TASK TO COMPLETE:
Can you return the records below exactly as they stand, but only from the first line through the one with "use crate::domain::SourceID;"?

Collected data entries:
--------------------------------

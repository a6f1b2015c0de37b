//! The `ProviderClient` contract: the boundary between this core and
//! whatever transport a concrete weather API needs. Implementations
//! live under `providers/`; this module only defines the shape.

use async_trait::async_trait;
use chrono::{DateTime, Utc};
use std::collections::HashMap;

use crate::domain::SourceID;
use crate::error::Result;

/// A provider field value, typed just enough that the normalizer
/// never has to guess what a raw JSON value "really" is.
#[derive(Debug, Clone, PartialEq)]
pub enum RawField {
    Number(f64),
    Text(String),
    NumberArray(Vec<f64>),
    Timestamp(DateTime<Utc>),
}

impl RawField {
    pub fn as_f64(&self) -> Option<f64> {
        match self {
            RawField::Number(n) => Some(*n),
            RawField::Text(s) => s.trim().parse().ok(),
            _ => None,
        }
    }
}

/// One provider reading, keyed by whatever field names that provider
/// uses natively. The normalizer resolves aliases by trying each
/// candidate key in order and taking the first present.
#[derive(Debug, Clone, Default, PartialEq)]
pub struct RawRecord(pub HashMap<String, RawField>);

impl RawRecord {
    pub fn new() -> Self {
        Self(HashMap::new())
    }

    pub fn insert(&mut self, key: impl Into<String>, value: RawField) -> &mut Self {
        self.0.insert(key.into(), value);
        self
    }

    /// First present key wins; later keys are synonyms of earlier ones.
    pub fn get_f64(&self, keys: &[&str]) -> Option<f64> {
        keys.iter().find_map(|k| self.0.get(*k).and_then(RawField::as_f64))
    }

    pub fn get_text(&self, keys: &[&str]) -> Option<&str> {
        keys.iter().find_map(|k| match self.0.get(*k) {
            Some(RawField::Text(s)) => Some(s.as_str()),
            _ => None,
        })
    }

    pub fn get_timestamp(&self, keys: &[&str]) -> Option<DateTime<Utc>> {
        keys.iter().find_map(|k| match self.0.get(*k) {
            Some(RawField::Timestamp(ts)) => Some(*ts),
            _ => None,
        })
    }
}

/// Contract every concrete weather API adapter must satisfy.
///
/// Implementations own their own HTTP transport, auth, and payload
/// parsing into `RawRecord`s; everything past this boundary (unit
/// normalization, fusion, pattern detection, risk scoring) is
/// transport-agnostic.
#[async_trait]
pub trait ProviderClient: Send + Sync {
    fn source(&self) -> SourceID;

    /// Current-conditions reading at the given coordinates.
    async fn get_current(&self, lat: f64, lon: f64) -> Result<RawRecord>;

    /// Hourly forecast records, nearest hour first, covering at least
    /// `hours` hours ahead where the provider has data.
    async fn get_forecast(&self, lat: f64, lon: f64, hours: u32) -> Result<Vec<RawRecord>>;
}
//! Operational alert generation, SMN-style: five levels (0 through 4),
//! one alert per phenomenon, decremented a level when the underlying
//! forecast confidence is low, plus window-scan alerts over near-term
//! forecast buckets independent of any detected pattern.

use chrono::{DateTime, Utc};
use std::collections::HashMap;

use crate::domain::{level_name, DetectedPattern, OperationalAlert, PatternKind, RiskLevel, UnifiedForecast};

/// How far ahead a detected pattern is still worth alerting on.
const ALERT_HORIZON_HOURS: i64 = 72;

/// Confidence below this threshold knocks one level off the raw
/// risk-level-derived level — a low-confidence level 4 becomes a 3.
const LOW_CONFIDENCE_THRESHOLD: f64 = 0.5;

/// `(lower, upper)` hour bound describing how far ahead an alert of
/// this level is expected to still be relevant.
fn horizon_window(level: u8) -> (i64, i64) {
    match level {
        0 => (24, 72),
        1 => (24, 48),
        2 => (12, 24),
        3 => (3, 12),
        4 => (0, 3),
        _ => (0, 3),
    }
}

fn base_level(risk_level: RiskLevel) -> u8 {
    match risk_level {
        RiskLevel::Low => 1,
        RiskLevel::Moderate => 2,
        RiskLevel::High => 3,
        RiskLevel::Extreme => 4,
    }
}

fn decrement(level: u8) -> u8 {
    level.saturating_sub(1)
}

fn phenomenon_name(kind: PatternKind) -> &'static str {
    match kind {
        PatternKind::HeatWave => "ola de calor",
        PatternKind::ColdWave => "ola de frío",
        PatternKind::Frost => "helada",
        PatternKind::SevereConvection => "tormentas severas",
        PatternKind::ExtremeHeat => "calor extremo",
    }
}

/// Average confidence of unified forecasts whose timestamp falls
/// within `pattern`'s `valid_from..=valid_until` window; `None` if
/// nothing overlaps.
fn confidence_for_window(pattern: &DetectedPattern, forecasts: &[UnifiedForecast]) -> Option<f64> {
    let matching: Vec<f64> = forecasts
        .iter()
        .filter(|f| f.timestamp >= pattern.valid_from && f.timestamp <= pattern.valid_until)
        .map(|f| f.overall_confidence)
        .collect();
    if matching.is_empty() {
        None
    } else {
        Some(matching.iter().sum::<f64>() / matching.len() as f64)
    }
}

fn make_alert(
    phenomenon: String,
    level: u8,
    description: String,
    now: DateTime<Utc>,
    expected_impact: Vec<String>,
    recommendation: String,
) -> OperationalAlert {
    let (lo, hi) = horizon_window(level);
    OperationalAlert {
        level,
        level_name: level_name(level).to_string(),
        phenomenon,
        description,
        time_window: format!("{lo}-{hi}h"),
        horizon_hours: hi,
        proximity: None,
        expected_impact,
        recommendation,
        valid_from: now + chrono::Duration::hours(lo),
        valid_until: now + chrono::Duration::hours(hi),
    }
}

fn pattern_recommendation(pattern: &DetectedPattern) -> String {
    pattern.recommendations.first().cloned().unwrap_or_else(|| "Monitorear la evolución del pronóstico.".to_string())
}

fn alerts_from_patterns(
    patterns: &[DetectedPattern],
    forecasts: &[UnifiedForecast],
    now: DateTime<Utc>,
) -> Vec<OperationalAlert> {
    let horizon = now + chrono::Duration::hours(ALERT_HORIZON_HOURS);
    let mut out = Vec::new();

    for pattern in patterns {
        if pattern.valid_from > horizon || pattern.valid_until < now {
            continue;
        }

        let confidence = confidence_for_window(pattern, forecasts).unwrap_or(pattern.confidence);
        let mut level = base_level(pattern.risk_level);
        if confidence < LOW_CONFIDENCE_THRESHOLD && level > 1 {
            level = decrement(level);
        }

        out.push(make_alert(
            phenomenon_name(pattern.kind).to_string(),
            level,
            format!("{}: {}", pattern.title, pattern.description),
            now,
            vec![pattern.title.clone()],
            pattern_recommendation(pattern),
        ));
    }
    out
}

struct Bucket {
    label: &'static str,
    lo: u32,
    hi: u32,
}

const BUCKETS: &[Bucket] = &[
    Bucket { label: "0-3h", lo: 0, hi: 3 },
    Bucket { label: "3-12h", lo: 3, hi: 12 },
    Bucket { label: "12-24h", lo: 12, hi: 24 },
    Bucket { label: "24-48h", lo: 24, hi: 48 },
];

fn alerts_from_window_scan(forecasts: &[UnifiedForecast], now: DateTime<Utc>) -> Vec<OperationalAlert> {
    let mut out = Vec::new();

    for bucket in BUCKETS {
        let in_bucket: Vec<&UnifiedForecast> = forecasts
            .iter()
            .filter(|f| f.forecast_hour >= bucket.lo && f.forecast_hour < bucket.hi)
            .collect();
        if in_bucket.is_empty() {
            continue;
        }

        let max_precip = in_bucket.iter().filter_map(|f| f.precipitation_mm).fold(0.0_f64, f64::max);
        let max_wind = in_bucket.iter().filter_map(|f| f.wind_speed_ms).fold(0.0_f64, f64::max);
        let max_temp = in_bucket.iter().filter_map(|f| f.temperature_celsius).fold(f64::MIN, f64::max);
        let min_temp = in_bucket.iter().filter_map(|f| f.temperature_celsius).fold(f64::MAX, f64::min);

        let near = matches!(bucket.label, "0-3h");
        let soon = matches!(bucket.label, "0-3h" | "3-12h");

        if max_precip >= 30.0 {
            let level = if near { 4 } else if bucket.label == "3-12h" { 3 } else { 2 };
            out.push(make_alert(
                "lluvia intensa".to_string(),
                level,
                format!("Lluvia intensa esperada ({max_precip:.0}mm/h) en la ventana {}", bucket.label),
                now,
                vec!["lluvia intensa".to_string()],
                "Evitar zonas anegables y circulación innecesaria.".to_string(),
            ));
        }
        if max_wind >= 20.0 {
            let level = if near { 3 } else if bucket.label == "3-12h" { 2 } else { 1 };
            out.push(make_alert(
                "vientos fuertes".to_string(),
                level,
                format!("Vientos fuertes esperados ({max_wind:.0}m/s) en la ventana {}", bucket.label),
                now,
                vec!["vientos fuertes".to_string()],
                "Asegurar objetos sueltos y estructuras livianas.".to_string(),
            ));
        }
        if max_temp >= 40.0 {
            out.push(make_alert(
                "calor extremo".to_string(),
                3,
                format!("Temperatura extrema esperada ({max_temp:.0}C) en la ventana {}", bucket.label),
                now,
                vec!["calor extremo".to_string()],
                "Evitar exposición solar prolongada.".to_string(),
            ));
        }
        if min_temp <= 0.0 {
            let level = if soon { 3 } else { 2 };
            out.push(make_alert(
                "heladas".to_string(),
                level,
                format!("Heladas esperadas ({min_temp:.0}C) en la ventana {}", bucket.label),
                now,
                vec!["heladas".to_string()],
                "Proteger cultivos y personas sensibles al frío.".to_string(),
            ));
        }
    }
    out
}

/// Builds pattern-derived and window-scan alerts, deduplicates by
/// phenomenon keeping the maximum level and concatenating expected
/// impacts, and emits a single normal-condition alert if nothing else
/// fired.
pub fn generate(
    patterns: &[DetectedPattern],
    forecasts: &[UnifiedForecast],
    now: DateTime<Utc>,
) -> Vec<OperationalAlert> {
    let mut candidates = alerts_from_patterns(patterns, forecasts, now);
    candidates.extend(alerts_from_window_scan(forecasts, now));

    let mut best: HashMap<String, OperationalAlert> = HashMap::new();
    for alert in candidates {
        best.entry(alert.phenomenon.clone())
            .and_modify(|existing| {
                if alert.level > existing.level {
                    let mut impact = alert.expected_impact.clone();
                    impact.extend(existing.expected_impact.drain(..));
                    *existing = alert.clone();
                    existing.expected_impact = impact;
                } else {
                    existing.expected_impact.extend(alert.expected_impact.clone());
                }
            })
            .or_insert(alert);
    }

    let mut alerts: Vec<OperationalAlert> = best.into_values().collect();
    alerts.sort_by(|a, b| b.level.cmp(&a.level).then(a.valid_from.cmp(&b.valid_from)));

    if alerts.is_empty() {
        alerts.push(make_alert(
            "condición normal".to_string(),
            0,
            "Sin fenómenos significativos detectados.".to_string(),
            now,
            vec![],
            "Ninguna acción requerida.".to_string(),
        ));
    }

    alerts
}

#[cfg(test)]
mod tests {
    use super::*;
    use crate::domain::ConfidenceLevel;
    use chrono::TimeZone;

    fn pattern(kind: PatternKind, risk_level: RiskLevel, confidence: f64, now: DateTime<Utc>) -> DetectedPattern {
        DetectedPattern {
            kind,
            risk_level,
            confidence,
            title: "Test".to_string(),
            description: "test pattern".into(),
            trigger_values: HashMap::new(),
            thresholds_exceeded: vec![],
            recommendations: vec!["Monitorear.".to_string()],
            detected_at: now,
            valid_from: now,
            valid_until: now + chrono::Duration::hours(24),
        }
    }

    fn forecast(now: DateTime<Utc>, confidence: f64) -> UnifiedForecast {
        UnifiedForecast {
            timestamp: now,
            forecast_hour: 0,
            latitude: -34.6,
            longitude: -58.4,
            temperature_celsius: Some(35.0),
            wind_speed_ms: None,
            wind_direction_deg: None,
            precipitation_mm: None,
            cloud_cover_pct: None,
            humidity_pct: None,
            pressure_hpa: None,
            cape_j_kg: None,
            temperature_confidence: confidence,
            wind_confidence: confidence,
            precipitation_confidence: confidence,
            overall_confidence: confidence,
            confidence_level: ConfidenceLevel::from_confidence(confidence),
            temperature_contributions: vec![],
            wind_contributions: vec![],
            precipitation_contributions: vec![],
            sources_used: vec![],
            sources_available: 0,
            inconsistencies: vec![],
            has_significant_inconsistencies: false,
            fusion_method: "weighted_average".to_string(),
        }
    }

    #[test]
    fn extreme_pattern_high_confidence_yields_level_four() {
        let now = Utc.with_ymd_and_hms(2026, 1, 1, 0, 0, 0).unwrap();
        let patterns = vec![pattern(PatternKind::HeatWave, RiskLevel::Extreme, 0.9, now)];
        let forecasts = vec![forecast(now, 0.95)];
        let alerts = generate(&patterns, &forecasts, now);
        assert_eq!(alerts.len(), 1);
        assert_eq!(alerts[0].level, 4);
    }

    #[test]
    fn low_confidence_decrements_level() {
        let now = Utc.with_ymd_and_hms(2026, 1, 1, 0, 0, 0).unwrap();
        let patterns = vec![pattern(PatternKind::HeatWave, RiskLevel::Extreme, 0.9, now)];
        let forecasts = vec![forecast(now, 0.2)];
        let alerts = generate(&patterns, &forecasts, now);
        assert_eq!(alerts[0].level, 3);
    }

    #[test]
    fn expired_patterns_are_dropped() {
        let now = Utc.with_ymd_and_hms(2026, 1, 1, 0, 0, 0).unwrap();
        let mut p = pattern(PatternKind::Frost, RiskLevel::Moderate, 0.5, now);
        p.valid_from = now - chrono::Duration::hours(200);
        p.valid_until = now - chrono::Duration::hours(100);
        let alerts = generate(&[p], &[], now);
        assert_eq!(alerts.len(), 1);
        assert_eq!(alerts[0].level, 0);
    }

    #[test]
    fn duplicate_phenomenon_keeps_max_level() {
        let now = Utc.with_ymd_and_hms(2026, 1, 1, 0, 0, 0).unwrap();
        let low = pattern(PatternKind::Frost, RiskLevel::Low, 0.9, now);
        let high = pattern(PatternKind::Frost, RiskLevel::Extreme, 0.9, now);
        let forecasts = vec![forecast(now, 0.9)];
        let alerts = generate(&[low, high], &forecasts, now);
        assert_eq!(alerts.len(), 1);
        assert_eq!(alerts[0].level, 4);
    }

    #[test]
    fn window_scan_flags_intense_rain() {
        let now = Utc.with_ymd_and_hms(2026, 1, 1, 0, 0, 0).unwrap();
        let mut f = forecast(now, 0.9);
        f.forecast_hour = 1;
        f.precipitation_mm = Some(40.0);
        let alerts = generate(&[], &[f], now);
        assert!(alerts.iter().any(|a| a.phenomenon == "lluvia intensa" && a.level == 4));
    }

    #[test]
    fn no_findings_emits_normal_condition_alert() {
        let now = Utc.with_ymd_and_hms(2026, 1, 1, 0, 0, 0).unwrap();
        let alerts = generate(&[], &[], now);
        assert_eq!(alerts.len(), 1);
        assert_eq!(alerts[0].level, 0);
        assert_eq!(alerts[0].level_name, "Condición Normal");
    }
}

--------------------------------

SOLVED EXERCISE:
repository a6f1b2015c0de37b
//! The `ProviderClient` contract: the boundary between this core and
//! whatever transport a concrete weather API needs. Implementations
//! live under `providers/`; this module only defines the shape.

use async_trait::async_trait;
use chrono::{DateTime, Utc};
use std::collections::HashMap;

use crate::domain::SourceID;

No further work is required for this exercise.